_TASK PROMPT_.
The reply to the records below should contain exactly the lines from the line with "self.actual, self.expected" through the line with "let path = path.as_ref();", and nothing besides.
[[ EXERCISE DATA, beginning ]]
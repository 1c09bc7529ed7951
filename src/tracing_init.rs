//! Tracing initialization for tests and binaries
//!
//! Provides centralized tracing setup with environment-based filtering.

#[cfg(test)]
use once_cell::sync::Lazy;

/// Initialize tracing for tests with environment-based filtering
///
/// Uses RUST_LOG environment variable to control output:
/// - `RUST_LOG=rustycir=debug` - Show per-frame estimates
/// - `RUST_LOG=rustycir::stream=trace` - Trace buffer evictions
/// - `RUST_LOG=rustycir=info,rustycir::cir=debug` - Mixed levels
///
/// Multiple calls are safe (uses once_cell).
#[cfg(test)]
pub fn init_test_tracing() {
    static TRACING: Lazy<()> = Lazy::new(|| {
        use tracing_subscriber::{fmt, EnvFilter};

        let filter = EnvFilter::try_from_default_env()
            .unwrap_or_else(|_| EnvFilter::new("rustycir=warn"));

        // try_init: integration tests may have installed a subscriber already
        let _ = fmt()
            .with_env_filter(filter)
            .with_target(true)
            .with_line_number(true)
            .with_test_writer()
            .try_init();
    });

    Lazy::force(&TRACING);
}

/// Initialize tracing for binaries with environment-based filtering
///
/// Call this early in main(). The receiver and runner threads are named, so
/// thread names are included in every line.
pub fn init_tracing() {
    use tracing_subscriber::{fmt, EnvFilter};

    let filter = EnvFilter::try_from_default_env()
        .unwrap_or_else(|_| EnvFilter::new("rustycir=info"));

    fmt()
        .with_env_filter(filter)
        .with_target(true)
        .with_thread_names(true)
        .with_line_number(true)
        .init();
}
[[ EXERCISE DATA, end ]]
[[ EXERCISE DATA, beginning ]]
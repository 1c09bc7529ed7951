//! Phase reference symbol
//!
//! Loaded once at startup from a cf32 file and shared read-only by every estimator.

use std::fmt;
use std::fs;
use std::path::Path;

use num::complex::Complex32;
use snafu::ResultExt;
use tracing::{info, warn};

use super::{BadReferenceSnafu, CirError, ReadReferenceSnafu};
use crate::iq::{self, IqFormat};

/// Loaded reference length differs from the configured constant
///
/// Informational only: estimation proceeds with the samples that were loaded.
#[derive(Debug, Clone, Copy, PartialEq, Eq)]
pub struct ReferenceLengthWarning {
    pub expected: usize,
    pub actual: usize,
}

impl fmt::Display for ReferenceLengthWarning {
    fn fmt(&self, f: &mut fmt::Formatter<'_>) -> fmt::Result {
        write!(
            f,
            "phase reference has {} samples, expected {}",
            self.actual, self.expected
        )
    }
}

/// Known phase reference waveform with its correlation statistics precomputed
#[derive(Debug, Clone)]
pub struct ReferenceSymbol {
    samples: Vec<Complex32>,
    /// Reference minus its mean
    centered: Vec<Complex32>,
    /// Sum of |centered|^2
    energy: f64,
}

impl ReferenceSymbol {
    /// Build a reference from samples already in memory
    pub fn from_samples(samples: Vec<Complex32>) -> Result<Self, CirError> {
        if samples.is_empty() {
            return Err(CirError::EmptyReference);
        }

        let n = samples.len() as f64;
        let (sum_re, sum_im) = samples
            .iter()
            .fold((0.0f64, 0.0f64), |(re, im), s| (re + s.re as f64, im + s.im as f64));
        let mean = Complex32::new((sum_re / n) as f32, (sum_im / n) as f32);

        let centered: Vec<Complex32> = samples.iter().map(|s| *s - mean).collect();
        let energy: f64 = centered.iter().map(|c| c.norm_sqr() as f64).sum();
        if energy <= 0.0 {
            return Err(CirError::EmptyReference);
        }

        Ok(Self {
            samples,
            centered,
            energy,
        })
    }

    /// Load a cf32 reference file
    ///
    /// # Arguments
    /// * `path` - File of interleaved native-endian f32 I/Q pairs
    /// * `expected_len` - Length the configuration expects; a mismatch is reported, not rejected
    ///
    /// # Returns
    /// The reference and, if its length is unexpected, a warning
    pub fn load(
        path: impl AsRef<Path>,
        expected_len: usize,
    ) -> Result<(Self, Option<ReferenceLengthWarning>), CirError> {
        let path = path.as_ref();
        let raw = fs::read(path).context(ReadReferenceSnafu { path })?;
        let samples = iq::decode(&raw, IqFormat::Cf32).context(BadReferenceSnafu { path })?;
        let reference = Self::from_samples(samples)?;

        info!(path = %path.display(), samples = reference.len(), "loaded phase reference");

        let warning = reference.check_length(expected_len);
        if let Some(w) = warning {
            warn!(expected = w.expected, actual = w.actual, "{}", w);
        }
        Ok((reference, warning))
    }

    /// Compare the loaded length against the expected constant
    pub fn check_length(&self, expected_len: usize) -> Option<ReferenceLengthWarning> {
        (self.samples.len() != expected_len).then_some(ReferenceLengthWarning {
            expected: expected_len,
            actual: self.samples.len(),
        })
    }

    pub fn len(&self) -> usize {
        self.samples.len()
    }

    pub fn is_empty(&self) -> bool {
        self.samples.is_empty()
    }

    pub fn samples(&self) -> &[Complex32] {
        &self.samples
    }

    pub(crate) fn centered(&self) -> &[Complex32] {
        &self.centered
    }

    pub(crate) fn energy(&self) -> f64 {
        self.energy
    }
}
[[ EXERCISE DATA, end ]]
[[ EXERCISE DATA, beginning ]]
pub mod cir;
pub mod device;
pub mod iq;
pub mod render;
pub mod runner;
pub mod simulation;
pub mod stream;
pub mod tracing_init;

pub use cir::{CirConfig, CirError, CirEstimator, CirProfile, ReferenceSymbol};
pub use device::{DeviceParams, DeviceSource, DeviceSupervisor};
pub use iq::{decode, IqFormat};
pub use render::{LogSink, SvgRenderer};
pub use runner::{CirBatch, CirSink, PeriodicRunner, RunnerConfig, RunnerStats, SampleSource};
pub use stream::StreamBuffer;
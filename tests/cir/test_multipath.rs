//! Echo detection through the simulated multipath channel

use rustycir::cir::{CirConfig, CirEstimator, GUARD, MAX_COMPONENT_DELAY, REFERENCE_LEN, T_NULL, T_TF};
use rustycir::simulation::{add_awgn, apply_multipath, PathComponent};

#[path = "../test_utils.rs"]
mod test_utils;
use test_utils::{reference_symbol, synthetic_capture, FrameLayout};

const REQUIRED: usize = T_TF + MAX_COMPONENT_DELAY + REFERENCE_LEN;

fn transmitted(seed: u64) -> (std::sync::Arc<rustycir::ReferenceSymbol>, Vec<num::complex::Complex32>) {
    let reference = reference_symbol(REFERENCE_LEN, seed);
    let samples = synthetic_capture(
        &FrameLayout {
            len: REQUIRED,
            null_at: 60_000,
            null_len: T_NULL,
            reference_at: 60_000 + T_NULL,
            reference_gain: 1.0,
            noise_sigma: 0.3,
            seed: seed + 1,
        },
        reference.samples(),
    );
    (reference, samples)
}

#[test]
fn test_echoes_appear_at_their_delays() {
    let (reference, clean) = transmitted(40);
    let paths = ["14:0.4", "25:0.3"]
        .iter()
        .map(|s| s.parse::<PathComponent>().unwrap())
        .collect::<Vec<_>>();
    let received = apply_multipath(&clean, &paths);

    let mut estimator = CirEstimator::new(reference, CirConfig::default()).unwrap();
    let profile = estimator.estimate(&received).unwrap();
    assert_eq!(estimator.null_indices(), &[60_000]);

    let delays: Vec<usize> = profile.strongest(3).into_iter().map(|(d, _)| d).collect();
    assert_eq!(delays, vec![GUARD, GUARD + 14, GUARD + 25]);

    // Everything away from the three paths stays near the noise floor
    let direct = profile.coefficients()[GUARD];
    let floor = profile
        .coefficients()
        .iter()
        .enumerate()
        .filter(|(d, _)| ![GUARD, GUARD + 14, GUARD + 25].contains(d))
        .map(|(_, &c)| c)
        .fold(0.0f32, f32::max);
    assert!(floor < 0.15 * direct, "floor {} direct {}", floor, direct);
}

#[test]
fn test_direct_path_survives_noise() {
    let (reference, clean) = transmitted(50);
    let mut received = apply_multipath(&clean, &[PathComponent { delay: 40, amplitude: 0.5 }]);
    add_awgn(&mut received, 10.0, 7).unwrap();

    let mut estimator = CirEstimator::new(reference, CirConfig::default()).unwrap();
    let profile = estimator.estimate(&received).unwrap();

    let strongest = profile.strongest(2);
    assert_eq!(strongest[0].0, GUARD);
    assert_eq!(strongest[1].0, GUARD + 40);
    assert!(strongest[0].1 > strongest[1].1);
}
[[ EXERCISE DATA, end ]]
_SOLUTION BELOW_.
            self.actual, self.expected
        )
    }
}

/// Known phase reference waveform with its correlation statistics precomputed
#[derive(Debug, Clone)]
pub struct ReferenceSymbol {
    samples: Vec<Complex32>,
    /// Reference minus its mean
    centered: Vec<Complex32>,
    /// Sum of |centered|^2
    energy: f64,
}

impl ReferenceSymbol {
    /// Build a reference from samples already in memory
    pub fn from_samples(samples: Vec<Complex32>) -> Result<Self, CirError> {
        if samples.is_empty() {
            return Err(CirError::EmptyReference);
        }

        let n = samples.len() as f64;
        let (sum_re, sum_im) = samples
            .iter()
            .fold((0.0f64, 0.0f64), |(re, im), s| (re + s.re as f64, im + s.im as f64));
        let mean = Complex32::new((sum_re / n) as f32, (sum_im / n) as f32);

        let centered: Vec<Complex32> = samples.iter().map(|s| *s - mean).collect();
        let energy: f64 = centered.iter().map(|c| c.norm_sqr() as f64).sum();
        if energy <= 0.0 {
            return Err(CirError::EmptyReference);
        }

        Ok(Self {
            samples,
            centered,
            energy,
        })
    }

    /// Load a cf32 reference file
    ///
    /// # Arguments
    /// * `path` - File of interleaved native-endian f32 I/Q pairs
    /// * `expected_len` - Length the configuration expects; a mismatch is reported, not rejected
    ///
    /// # Returns
    /// The reference and, if its length is unexpected, a warning
    pub fn load(
        path: impl AsRef<Path>,
        expected_len: usize,
    ) -> Result<(Self, Option<ReferenceLengthWarning>), CirError> {
        let path = path.as_ref();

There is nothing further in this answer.